Please copy, exactly as they appear below, the lines from the one containing "fields(executable = %self.executable.display()), ret(level" through the one containing "use std::env;".

Saved entries:
=== Section Start ===
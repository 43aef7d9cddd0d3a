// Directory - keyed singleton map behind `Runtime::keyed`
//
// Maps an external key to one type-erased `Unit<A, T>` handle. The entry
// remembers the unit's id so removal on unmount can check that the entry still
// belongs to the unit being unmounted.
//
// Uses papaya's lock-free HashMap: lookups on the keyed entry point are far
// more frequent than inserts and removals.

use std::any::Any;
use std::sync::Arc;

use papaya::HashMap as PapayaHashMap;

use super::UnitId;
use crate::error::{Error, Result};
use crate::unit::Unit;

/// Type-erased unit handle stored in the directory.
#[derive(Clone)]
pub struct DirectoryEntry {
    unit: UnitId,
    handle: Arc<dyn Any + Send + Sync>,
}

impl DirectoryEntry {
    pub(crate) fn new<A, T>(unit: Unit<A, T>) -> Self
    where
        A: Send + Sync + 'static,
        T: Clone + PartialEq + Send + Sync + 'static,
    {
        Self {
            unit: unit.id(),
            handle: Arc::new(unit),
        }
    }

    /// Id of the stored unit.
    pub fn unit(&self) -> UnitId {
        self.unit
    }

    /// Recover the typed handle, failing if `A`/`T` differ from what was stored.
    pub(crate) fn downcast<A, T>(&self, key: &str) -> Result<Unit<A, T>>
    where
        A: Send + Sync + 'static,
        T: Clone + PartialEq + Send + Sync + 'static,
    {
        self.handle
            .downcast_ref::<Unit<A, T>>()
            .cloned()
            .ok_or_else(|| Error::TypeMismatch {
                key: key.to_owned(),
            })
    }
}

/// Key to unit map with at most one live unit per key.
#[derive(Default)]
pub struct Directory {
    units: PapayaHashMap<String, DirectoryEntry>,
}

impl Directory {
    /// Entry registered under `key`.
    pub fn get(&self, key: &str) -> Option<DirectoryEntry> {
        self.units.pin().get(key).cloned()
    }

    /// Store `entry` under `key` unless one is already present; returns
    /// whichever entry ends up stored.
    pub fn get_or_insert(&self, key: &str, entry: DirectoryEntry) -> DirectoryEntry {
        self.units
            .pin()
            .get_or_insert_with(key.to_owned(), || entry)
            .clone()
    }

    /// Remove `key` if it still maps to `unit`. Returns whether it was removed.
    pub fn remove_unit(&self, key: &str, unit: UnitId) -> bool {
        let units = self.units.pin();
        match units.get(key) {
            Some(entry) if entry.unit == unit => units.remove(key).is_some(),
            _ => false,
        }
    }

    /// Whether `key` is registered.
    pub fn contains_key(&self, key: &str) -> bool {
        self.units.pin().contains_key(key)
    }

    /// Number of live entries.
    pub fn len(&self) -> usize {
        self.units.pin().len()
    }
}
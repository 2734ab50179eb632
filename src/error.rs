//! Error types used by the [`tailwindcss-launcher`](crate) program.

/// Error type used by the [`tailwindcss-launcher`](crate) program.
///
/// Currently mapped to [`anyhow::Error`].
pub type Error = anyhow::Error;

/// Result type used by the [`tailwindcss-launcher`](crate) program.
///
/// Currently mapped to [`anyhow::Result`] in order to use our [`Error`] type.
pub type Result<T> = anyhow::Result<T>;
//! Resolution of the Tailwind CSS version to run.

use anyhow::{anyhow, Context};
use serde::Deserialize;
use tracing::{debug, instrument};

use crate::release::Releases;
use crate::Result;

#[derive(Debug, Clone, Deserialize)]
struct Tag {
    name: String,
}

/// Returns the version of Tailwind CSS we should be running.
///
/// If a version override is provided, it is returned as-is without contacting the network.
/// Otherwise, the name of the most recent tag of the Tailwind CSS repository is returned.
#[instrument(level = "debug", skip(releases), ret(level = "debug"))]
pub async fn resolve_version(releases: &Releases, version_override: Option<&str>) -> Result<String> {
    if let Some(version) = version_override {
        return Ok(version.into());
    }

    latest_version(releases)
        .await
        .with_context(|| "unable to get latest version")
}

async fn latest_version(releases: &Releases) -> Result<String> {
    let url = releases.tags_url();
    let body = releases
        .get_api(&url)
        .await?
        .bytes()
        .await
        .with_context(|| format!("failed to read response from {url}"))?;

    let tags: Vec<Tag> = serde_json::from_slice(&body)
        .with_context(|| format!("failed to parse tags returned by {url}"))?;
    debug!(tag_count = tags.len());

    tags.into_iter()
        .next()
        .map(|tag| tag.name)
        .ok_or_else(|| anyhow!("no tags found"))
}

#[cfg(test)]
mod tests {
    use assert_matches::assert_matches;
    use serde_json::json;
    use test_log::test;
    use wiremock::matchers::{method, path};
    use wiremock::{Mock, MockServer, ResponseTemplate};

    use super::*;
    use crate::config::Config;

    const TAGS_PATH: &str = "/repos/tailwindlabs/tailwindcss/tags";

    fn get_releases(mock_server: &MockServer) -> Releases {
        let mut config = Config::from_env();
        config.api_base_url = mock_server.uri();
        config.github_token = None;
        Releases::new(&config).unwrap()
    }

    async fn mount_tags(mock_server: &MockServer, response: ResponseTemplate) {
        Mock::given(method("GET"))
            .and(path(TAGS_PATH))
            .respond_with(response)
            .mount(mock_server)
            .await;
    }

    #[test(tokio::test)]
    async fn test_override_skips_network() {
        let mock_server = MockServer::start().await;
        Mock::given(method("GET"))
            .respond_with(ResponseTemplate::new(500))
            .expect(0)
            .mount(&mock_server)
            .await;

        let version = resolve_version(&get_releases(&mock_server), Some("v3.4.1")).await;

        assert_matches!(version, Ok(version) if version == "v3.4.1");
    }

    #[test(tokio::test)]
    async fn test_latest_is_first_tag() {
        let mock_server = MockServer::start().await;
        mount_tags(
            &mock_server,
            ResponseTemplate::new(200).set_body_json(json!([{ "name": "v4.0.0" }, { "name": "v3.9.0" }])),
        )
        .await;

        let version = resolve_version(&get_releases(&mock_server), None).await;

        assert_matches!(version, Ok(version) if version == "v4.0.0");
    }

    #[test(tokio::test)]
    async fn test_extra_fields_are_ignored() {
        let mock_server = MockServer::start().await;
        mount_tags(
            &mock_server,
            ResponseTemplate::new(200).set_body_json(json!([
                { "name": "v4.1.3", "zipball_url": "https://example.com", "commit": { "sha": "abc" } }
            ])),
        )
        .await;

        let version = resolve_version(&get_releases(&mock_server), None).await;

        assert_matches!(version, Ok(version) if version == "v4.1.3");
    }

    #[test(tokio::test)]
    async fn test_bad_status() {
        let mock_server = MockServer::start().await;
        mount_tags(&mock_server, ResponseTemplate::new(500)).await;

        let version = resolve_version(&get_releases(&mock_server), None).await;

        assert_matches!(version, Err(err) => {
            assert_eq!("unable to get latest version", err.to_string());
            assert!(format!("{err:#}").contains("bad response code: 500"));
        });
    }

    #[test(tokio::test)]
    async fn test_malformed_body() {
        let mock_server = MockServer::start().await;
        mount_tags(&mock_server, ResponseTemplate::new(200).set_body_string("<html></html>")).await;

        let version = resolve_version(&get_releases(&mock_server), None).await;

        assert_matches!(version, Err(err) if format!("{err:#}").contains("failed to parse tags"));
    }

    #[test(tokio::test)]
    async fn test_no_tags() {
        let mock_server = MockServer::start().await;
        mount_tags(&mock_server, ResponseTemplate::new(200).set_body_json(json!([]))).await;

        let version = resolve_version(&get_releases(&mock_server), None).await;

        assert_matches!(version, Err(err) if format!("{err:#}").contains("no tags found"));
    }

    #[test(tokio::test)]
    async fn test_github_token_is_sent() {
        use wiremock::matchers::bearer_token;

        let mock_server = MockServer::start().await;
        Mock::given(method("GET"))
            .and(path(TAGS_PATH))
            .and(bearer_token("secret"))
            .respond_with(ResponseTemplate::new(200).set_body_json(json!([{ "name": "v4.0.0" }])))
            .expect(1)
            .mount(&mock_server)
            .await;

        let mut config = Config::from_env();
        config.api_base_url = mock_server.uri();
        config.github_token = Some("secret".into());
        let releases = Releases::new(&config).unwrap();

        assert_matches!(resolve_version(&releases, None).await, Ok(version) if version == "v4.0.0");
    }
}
=== Section End ===
=== Section Start ===
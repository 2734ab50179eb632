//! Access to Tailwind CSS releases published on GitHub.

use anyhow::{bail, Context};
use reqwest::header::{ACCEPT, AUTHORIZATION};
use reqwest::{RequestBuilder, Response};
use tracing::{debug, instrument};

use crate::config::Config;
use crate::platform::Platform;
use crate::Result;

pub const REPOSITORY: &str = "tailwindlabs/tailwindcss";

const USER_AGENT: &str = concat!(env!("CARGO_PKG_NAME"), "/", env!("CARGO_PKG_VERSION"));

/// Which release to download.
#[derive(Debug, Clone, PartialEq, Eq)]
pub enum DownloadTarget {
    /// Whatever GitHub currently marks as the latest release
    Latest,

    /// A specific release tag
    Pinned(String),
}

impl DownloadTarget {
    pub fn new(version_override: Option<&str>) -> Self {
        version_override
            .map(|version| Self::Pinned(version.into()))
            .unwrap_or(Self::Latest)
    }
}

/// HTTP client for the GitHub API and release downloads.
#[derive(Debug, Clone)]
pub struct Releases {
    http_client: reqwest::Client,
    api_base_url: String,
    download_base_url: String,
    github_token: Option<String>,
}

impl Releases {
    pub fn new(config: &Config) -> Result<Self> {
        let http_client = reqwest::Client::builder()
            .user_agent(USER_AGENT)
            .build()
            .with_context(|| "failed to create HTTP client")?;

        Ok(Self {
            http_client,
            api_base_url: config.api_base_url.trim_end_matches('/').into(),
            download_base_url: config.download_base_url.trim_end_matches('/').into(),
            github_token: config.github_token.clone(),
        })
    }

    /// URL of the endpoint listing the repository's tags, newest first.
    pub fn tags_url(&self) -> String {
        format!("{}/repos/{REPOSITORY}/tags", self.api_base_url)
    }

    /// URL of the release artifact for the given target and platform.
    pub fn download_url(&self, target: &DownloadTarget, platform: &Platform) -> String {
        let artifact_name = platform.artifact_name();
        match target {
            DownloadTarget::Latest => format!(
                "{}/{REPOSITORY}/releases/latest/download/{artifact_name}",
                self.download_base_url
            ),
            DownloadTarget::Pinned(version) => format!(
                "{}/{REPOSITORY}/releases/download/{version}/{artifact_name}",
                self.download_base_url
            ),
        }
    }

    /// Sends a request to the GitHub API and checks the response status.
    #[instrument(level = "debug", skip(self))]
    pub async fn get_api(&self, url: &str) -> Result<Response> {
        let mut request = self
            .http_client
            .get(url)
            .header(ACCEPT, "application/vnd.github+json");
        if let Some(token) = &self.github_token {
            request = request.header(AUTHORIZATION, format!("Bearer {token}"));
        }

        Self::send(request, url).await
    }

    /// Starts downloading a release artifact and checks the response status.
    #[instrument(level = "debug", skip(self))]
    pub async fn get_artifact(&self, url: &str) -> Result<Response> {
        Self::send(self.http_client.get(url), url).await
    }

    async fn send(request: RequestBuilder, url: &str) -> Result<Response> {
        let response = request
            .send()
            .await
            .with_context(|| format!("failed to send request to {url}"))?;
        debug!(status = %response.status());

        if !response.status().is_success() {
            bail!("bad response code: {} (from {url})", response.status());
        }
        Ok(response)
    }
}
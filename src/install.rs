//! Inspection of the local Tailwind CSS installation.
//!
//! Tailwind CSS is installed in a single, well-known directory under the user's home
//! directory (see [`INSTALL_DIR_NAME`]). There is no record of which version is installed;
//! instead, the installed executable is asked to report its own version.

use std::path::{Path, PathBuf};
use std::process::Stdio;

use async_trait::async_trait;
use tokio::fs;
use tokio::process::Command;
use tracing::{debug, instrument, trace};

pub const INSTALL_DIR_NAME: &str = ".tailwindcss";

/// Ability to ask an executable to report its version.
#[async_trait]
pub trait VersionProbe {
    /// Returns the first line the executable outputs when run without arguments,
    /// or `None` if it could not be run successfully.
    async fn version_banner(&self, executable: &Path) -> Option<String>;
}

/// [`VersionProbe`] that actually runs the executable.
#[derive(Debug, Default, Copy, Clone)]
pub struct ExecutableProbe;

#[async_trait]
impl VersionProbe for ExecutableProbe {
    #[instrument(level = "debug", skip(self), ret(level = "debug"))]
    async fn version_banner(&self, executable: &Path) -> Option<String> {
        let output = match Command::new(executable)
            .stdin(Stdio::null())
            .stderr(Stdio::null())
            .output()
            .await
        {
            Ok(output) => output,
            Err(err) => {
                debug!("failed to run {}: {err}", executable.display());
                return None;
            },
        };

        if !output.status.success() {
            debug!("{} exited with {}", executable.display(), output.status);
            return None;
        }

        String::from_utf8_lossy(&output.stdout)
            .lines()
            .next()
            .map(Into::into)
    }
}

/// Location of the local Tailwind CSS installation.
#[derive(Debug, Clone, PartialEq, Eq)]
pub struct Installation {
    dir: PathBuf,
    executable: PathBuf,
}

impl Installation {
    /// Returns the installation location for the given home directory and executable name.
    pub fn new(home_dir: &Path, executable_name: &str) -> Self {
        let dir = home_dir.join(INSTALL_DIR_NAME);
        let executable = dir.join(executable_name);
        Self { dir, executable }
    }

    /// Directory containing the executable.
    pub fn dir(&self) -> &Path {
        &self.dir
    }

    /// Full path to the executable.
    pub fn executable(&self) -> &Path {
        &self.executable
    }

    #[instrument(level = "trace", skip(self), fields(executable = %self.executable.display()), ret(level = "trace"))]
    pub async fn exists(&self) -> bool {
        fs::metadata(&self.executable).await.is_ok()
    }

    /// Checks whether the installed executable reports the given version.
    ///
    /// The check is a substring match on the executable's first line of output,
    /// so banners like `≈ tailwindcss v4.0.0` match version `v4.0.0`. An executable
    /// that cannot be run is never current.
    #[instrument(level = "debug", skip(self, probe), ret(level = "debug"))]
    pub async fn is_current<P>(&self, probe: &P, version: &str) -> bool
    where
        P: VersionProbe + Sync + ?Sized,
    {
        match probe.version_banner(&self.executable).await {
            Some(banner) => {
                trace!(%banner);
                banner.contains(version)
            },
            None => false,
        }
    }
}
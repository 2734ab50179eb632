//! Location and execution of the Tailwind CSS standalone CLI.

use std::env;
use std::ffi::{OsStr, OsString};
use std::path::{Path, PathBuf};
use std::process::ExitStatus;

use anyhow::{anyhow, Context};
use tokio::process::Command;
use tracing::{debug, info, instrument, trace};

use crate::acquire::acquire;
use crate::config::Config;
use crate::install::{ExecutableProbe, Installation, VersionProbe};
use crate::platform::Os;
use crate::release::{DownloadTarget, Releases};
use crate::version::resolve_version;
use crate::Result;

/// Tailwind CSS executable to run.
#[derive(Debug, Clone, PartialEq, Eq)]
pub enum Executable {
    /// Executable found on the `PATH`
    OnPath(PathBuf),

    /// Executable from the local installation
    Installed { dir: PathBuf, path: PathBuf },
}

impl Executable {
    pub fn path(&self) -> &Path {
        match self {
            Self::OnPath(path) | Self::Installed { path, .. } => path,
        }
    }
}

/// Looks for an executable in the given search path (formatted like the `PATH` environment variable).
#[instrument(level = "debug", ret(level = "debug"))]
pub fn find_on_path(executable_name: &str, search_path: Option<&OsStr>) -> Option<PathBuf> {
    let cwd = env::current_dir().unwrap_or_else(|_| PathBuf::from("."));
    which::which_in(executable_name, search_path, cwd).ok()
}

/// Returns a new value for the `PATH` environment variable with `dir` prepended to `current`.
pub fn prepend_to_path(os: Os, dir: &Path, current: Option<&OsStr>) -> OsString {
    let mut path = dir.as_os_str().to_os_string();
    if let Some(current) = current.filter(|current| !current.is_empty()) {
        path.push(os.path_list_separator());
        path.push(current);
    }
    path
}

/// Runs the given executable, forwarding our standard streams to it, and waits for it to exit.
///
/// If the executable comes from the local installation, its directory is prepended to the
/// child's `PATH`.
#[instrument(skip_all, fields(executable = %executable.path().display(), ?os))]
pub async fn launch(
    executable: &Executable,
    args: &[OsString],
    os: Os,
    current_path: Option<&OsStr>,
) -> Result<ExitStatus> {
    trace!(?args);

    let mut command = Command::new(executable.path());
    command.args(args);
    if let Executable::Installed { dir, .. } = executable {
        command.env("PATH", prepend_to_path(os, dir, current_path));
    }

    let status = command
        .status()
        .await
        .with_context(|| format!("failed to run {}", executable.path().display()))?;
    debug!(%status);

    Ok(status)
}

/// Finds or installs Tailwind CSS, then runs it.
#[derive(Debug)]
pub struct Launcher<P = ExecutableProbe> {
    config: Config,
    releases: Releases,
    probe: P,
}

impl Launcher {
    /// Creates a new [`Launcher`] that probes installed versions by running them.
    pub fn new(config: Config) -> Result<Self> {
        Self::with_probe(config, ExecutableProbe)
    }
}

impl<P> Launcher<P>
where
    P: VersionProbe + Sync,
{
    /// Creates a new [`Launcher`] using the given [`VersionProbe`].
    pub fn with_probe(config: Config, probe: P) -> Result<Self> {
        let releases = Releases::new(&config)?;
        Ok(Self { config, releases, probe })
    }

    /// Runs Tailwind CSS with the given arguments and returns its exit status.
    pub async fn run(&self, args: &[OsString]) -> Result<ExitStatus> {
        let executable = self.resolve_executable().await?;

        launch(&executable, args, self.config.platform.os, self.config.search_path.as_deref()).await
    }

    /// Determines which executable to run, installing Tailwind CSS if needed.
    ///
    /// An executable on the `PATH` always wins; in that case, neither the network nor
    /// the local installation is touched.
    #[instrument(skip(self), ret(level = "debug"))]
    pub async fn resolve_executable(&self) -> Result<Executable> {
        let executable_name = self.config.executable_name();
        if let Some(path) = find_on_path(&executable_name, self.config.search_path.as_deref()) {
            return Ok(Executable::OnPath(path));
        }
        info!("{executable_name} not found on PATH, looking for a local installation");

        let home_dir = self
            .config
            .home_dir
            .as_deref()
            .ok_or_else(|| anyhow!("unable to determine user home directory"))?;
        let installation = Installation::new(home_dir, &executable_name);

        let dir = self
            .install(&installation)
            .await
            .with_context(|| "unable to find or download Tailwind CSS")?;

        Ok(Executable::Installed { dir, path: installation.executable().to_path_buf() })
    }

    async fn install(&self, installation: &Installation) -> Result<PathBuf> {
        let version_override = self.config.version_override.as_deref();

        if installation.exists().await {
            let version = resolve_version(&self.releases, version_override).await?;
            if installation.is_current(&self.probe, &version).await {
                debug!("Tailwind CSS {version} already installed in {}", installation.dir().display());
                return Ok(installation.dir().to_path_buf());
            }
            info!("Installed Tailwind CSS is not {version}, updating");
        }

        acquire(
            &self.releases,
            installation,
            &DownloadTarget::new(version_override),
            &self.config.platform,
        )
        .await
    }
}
=== Section End ===
— Answer box —
    #[instrument(level = "trace", skip(self), fields(executable = %self.executable.display()), ret(level = "trace"))]
    pub async fn exists(&self) -> bool {
        fs::metadata(&self.executable).await.is_ok()
    }

    /// Checks whether the installed executable reports the given version.
    ///
    /// The check is a substring match on the executable's first line of output,
    /// so banners like `≈ tailwindcss v4.0.0` match version `v4.0.0`. An executable
    /// that cannot be run is never current.
    #[instrument(level = "debug", skip(self, probe), ret(level = "debug"))]
    pub async fn is_current<P>(&self, probe: &P, version: &str) -> bool
    where
        P: VersionProbe + Sync + ?Sized,
    {
        match probe.version_banner(&self.executable).await {
            Some(banner) => {
                trace!(%banner);
                banner.contains(version)
            },
            None => false,
        }
    }
}
repository 2734ab50179eb632
//! Location and execution of the Tailwind CSS standalone CLI.

use std::env;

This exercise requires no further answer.